EXERCISE REQUIREMENTS -
Among the entries below, count each line holding the word "arguments". Write only the number.

RECORDS FOR THE TASK -
= = = = =

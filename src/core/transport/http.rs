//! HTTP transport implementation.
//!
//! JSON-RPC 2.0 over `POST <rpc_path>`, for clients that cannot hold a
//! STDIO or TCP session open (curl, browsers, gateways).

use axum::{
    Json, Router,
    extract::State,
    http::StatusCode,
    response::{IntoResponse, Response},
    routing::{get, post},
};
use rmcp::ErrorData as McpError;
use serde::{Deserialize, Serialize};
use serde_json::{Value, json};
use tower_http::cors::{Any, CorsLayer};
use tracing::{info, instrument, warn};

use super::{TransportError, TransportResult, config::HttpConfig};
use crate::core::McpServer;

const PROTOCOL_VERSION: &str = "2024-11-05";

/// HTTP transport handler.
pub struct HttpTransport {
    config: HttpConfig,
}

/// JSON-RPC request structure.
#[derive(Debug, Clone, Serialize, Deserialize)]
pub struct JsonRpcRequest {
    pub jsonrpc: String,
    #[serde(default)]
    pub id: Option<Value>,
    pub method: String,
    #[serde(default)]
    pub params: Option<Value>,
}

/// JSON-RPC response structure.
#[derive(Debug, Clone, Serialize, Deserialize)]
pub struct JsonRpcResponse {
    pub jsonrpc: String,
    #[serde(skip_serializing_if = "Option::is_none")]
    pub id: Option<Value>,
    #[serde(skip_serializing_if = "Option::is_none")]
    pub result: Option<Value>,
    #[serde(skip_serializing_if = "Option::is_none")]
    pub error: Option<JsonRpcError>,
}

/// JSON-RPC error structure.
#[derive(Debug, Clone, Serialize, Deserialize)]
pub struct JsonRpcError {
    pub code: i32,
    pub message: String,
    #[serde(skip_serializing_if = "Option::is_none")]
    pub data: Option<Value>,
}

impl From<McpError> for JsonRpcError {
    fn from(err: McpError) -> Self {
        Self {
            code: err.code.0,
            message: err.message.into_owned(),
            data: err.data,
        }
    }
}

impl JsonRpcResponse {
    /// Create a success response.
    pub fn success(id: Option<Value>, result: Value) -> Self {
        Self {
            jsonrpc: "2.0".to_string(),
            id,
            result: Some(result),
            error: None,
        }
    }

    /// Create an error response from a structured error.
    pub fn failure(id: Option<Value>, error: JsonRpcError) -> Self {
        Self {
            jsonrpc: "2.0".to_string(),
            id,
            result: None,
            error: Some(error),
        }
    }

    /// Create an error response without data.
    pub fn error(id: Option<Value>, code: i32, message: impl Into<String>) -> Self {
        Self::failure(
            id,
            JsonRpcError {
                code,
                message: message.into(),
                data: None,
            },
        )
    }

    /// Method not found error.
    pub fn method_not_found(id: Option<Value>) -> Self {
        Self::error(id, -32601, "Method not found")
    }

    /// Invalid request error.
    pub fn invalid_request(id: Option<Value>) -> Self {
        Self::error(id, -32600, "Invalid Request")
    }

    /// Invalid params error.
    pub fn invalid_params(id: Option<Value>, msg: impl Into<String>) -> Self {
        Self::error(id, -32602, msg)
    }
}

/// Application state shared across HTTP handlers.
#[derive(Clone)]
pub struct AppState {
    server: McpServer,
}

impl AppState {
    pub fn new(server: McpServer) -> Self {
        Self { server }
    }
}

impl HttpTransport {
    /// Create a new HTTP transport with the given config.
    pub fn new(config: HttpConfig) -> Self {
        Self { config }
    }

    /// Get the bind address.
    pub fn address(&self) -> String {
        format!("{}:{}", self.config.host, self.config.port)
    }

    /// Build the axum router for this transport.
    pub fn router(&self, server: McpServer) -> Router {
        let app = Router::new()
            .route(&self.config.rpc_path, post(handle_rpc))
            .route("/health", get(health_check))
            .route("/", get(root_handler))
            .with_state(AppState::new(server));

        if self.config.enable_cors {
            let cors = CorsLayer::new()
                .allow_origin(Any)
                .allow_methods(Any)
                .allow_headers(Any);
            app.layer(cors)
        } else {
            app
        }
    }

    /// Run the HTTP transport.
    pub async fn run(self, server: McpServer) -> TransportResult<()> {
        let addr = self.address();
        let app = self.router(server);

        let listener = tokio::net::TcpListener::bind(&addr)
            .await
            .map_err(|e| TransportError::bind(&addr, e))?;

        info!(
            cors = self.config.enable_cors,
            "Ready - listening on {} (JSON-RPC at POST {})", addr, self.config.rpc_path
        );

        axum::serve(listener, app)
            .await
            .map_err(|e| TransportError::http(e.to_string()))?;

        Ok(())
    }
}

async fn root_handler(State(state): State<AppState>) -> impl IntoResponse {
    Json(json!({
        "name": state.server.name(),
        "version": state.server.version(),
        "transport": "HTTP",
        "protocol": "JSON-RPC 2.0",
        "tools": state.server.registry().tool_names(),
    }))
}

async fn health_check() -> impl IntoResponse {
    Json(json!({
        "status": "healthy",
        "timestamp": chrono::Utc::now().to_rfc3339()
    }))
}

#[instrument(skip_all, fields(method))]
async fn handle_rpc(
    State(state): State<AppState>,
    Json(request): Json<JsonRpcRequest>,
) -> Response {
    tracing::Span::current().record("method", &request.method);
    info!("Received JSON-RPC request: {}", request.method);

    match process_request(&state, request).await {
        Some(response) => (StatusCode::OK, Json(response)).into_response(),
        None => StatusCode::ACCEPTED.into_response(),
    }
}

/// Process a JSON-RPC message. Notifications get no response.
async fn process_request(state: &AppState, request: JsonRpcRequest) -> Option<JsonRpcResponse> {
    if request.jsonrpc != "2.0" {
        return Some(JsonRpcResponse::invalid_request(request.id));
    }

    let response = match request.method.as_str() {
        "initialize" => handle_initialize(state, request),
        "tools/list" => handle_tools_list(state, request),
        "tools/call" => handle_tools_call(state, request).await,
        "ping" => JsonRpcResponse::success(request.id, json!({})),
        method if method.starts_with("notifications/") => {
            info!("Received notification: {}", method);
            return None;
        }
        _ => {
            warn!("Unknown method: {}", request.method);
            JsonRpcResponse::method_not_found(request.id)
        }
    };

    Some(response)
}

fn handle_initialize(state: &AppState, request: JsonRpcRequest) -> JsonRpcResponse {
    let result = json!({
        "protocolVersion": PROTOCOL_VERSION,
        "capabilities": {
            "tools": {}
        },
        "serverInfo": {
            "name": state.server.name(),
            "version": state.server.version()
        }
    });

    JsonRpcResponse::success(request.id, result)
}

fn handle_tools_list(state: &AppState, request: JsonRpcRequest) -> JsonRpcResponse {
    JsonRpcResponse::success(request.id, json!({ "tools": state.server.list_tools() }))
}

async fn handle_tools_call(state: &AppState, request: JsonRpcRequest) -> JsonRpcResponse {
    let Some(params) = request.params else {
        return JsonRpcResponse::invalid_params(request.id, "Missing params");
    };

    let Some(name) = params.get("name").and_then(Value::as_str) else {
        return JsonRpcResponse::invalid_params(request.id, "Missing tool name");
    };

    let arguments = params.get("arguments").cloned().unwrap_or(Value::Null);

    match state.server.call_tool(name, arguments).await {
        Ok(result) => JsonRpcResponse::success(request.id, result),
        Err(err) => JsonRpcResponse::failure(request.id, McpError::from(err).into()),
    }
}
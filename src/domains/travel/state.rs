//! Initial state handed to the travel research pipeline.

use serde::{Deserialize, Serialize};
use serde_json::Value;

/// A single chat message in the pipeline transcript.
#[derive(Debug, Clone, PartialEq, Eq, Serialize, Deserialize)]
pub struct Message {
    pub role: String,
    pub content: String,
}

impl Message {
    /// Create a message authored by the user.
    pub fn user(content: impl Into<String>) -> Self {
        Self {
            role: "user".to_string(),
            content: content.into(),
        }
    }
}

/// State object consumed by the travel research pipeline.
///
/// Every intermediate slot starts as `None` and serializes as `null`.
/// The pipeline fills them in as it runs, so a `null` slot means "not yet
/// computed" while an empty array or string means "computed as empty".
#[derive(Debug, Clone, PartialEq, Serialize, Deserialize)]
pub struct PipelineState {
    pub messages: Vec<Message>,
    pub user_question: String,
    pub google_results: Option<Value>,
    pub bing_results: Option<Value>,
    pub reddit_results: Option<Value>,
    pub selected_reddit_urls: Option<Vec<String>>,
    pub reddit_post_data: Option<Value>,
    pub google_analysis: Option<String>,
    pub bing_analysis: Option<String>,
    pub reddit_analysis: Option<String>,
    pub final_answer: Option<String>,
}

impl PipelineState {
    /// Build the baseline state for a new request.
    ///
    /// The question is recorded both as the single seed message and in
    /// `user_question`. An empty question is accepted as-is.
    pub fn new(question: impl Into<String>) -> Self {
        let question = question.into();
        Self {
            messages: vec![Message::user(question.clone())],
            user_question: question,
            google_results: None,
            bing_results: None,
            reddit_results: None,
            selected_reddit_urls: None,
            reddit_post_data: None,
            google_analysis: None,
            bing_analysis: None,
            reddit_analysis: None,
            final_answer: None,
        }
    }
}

= = = = =

RESULT -
2